The house that Shepard built
By Carolyn Hayes Harmer
With a title as uplifting as “Buried Child,” the viewer might presume (correctly) that bleak times are ahead. But the mechanism of bleakness in this play, which merited the 1979 Pulitzer Prize for Drama for playwright Sam Shepard, reaches beyond run-of-the-mill family troubles. In the season-opening production at The Abreact, director Greg Bailey manifests a household of isolation, scratching an incessant itch of mystery that will leave viewers gasping for salve in resolution.
The play and its characters are comparably confined to the front rooms of an old-fashioned farmhouse. Ailing patriarch Dodge (Alan Madlane) is immobile on the sofa, resigned to worrying his handkerchief against a stream of upstairs prattle from his wife, Hallie (Barbie Amann Weisserman). Borne back ceaselessly into the past, Hallie’s soliloquy dwells on the pride and promise of their grown sons, which has long since soured: Affectless Tilden (Mike McGettigan) is now living under their roof under vigilant scrutiny after a less-than-prodigal return from New Mexico, and amputee Bradley (Patrick Loos) stops by regularly to vengefully minister to the resistant Dodge. A third son tragically died long ago, and naturally shines all the brighter as the favorite and hero.
Just as the dialogue dwells on the old, so does the atmosphere. Bailey’s set design is overrun with the imprints of where photos and people used to be, and Weisserman’s filthy costumes suggest the literal stink of perpetuity. The place feels pickled with alcohol and stale air; while the lighting (by John Jakary) and sound cues are reminiscent of a world outside, they can’t penetrate such interior gloom. Contrast this with the inexplicable bounty of vegetables that Tilden keeps reaping from the forbidden, long-barren back fields – they stand out as uncharacteristically organic in such a decaying home, a clear sign that something is amiss.
Into the grotesque but certain rhythms of the house comes Vince (Michael Lopetrone), who claims to be Tilden’s son and wants to drop in on his grandparents during a cross-country trip with a lovely young companion (Dani Cochrane). But the inhabitants don’t claim to recognize him; indeed, they insist that there is no such person, and maddening appeals for clarity only lead to further obfuscation. It’s with this twist that “Buried Child” not only cultivates that nagging sense of something wrong, that some key revelation is needed to make these pieces fall into place, but also continuously moves the goal posts of what knowledge or action is ultimately needed to right it.

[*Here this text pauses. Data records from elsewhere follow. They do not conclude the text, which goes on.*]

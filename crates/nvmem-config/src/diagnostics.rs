use serde::de::DeserializeOwned;

/// Everything learned while loading and validating a config.
///
/// Loading is best effort: a config that deserializes is always returned,
/// alongside these diagnostics.
#[derive(Debug, Clone, Default, PartialEq, Eq)]
pub struct ConfigDiagnostics {
    /// Keys in the input that the schema does not know, as `a.b[0].c` paths.
    pub unknown_keys: Vec<String>,
    pub warnings: Vec<ConfigWarning>,
    /// Inconsistencies that would make planning fail or misbehave.
    pub errors: Vec<ConfigValidationError>,
}

impl ConfigDiagnostics {
    #[must_use]
    pub fn is_empty(&self) -> bool {
        self.unknown_keys.is_empty() && self.warnings.is_empty() && self.errors.is_empty()
    }

    #[must_use]
    pub fn is_ok(&self) -> bool {
        self.errors.is_empty()
    }

    pub(crate) fn extend_validation(&mut self, validation: ValidationDiagnostics) {
        self.warnings.extend(validation.warnings);
        self.errors.extend(validation.errors);
    }
}

#[derive(Debug, Clone, Default, PartialEq, Eq)]
pub struct ValidationDiagnostics {
    pub warnings: Vec<ConfigWarning>,
    pub errors: Vec<ConfigValidationError>,
}

#[non_exhaustive]
#[derive(Debug, Clone, PartialEq, Eq)]
pub enum ConfigWarning {
    InvalidValue {
        toml_path: String,
        message: String,
    },
    LoggingLevelInvalid {
        value: String,
        normalized: String,
    },
    /// `goal.dimms` names a module the platform does not describe.
    UnknownGoalDimm {
        toml_path: String,
        uid: String,
    },
    /// `goal.sockets` names a socket with no manageable module.
    EmptyGoalSocket {
        toml_path: String,
        socket: u16,
    },
}

#[non_exhaustive]
#[derive(Debug, Clone, PartialEq, Eq)]
pub enum ConfigValidationError {
    InvalidValue {
        toml_path: String,
        message: String,
    },
    DuplicateDimmUid {
        toml_path: String,
        uid: String,
    },
    PercentagesExceedTotal {
        memory_mode_percent: u32,
        reserved_percent: u32,
    },
}

pub(crate) fn deserialize_toml_with_unknown_keys<T: DeserializeOwned>(
    text: &str,
) -> Result<(T, Vec<String>), toml::de::Error> {
    let mut unknown = Vec::<String>::new();
    let deserializer = toml::de::Deserializer::new(text);
    let value = serde_ignored::deserialize(deserializer, |path| {
        unknown.push(render_key_path(path));
    })?;
    unknown.sort();
    unknown.dedup();
    Ok((value, unknown))
}

/// Render a `serde_ignored` path the way TOML users write it: `a.b[0].c`.
///
/// `serde_ignored` renders optional values as `?` segments; TOML has no
/// such level so they are dropped.
fn render_key_path(path: serde_ignored::Path) -> String {
    let raw = path.to_string();
    raw.trim_start_matches('.')
        .split('.')
        .filter(|segment| *segment != "?")
        .enumerate()
        .fold(String::new(), |mut out, (idx, segment)| {
            if idx > 0 && !segment.is_empty() && segment.bytes().all(|b| b.is_ascii_digit()) {
                out.push('[');
                out.push_str(segment);
                out.push(']');
            } else {
                if !out.is_empty() {
                    out.push('.');
                }
                out.push_str(segment);
            }
            out
        })
}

These are tough, desolate characters to portray, and although the performances here sometimes run hot, there are more hits than misses. Highlights include Madlane’s nothing-to-lose bursts of truth telling through questionable lucidity, as well as Loos’s emotional preemptive strikes and devastating physical work. Incredibly, McGettigan makes anonymity into a personality, going beyond merely sad and slow to become a terrifically disquieting presence. And Cochrane, saddled with dynamism among stasis, lends fascinating evolution to her unsuspecting character as she is enveloped by the house’s influence.
Although Shepard primarily dwells in the land of inference, the overarching mystery isn’t beyond the viewer’s grasp. But Bailey and company hit the nail on the head by making their production about more than the facts of the case. For over two hours, viewers are encouraged to believe that maybe once we know everything, then we can make sense of it. The show’s success comes from building its real tension within a capricious, morphing grasp of reality – the palpable but arbitrary rules of the house’s figurative gravitational pull, the manifestation of concurrent solitude, the need for release in the form of comprehension. The result is a production that is brutally far from withholding, but knows just what to keep out of reach.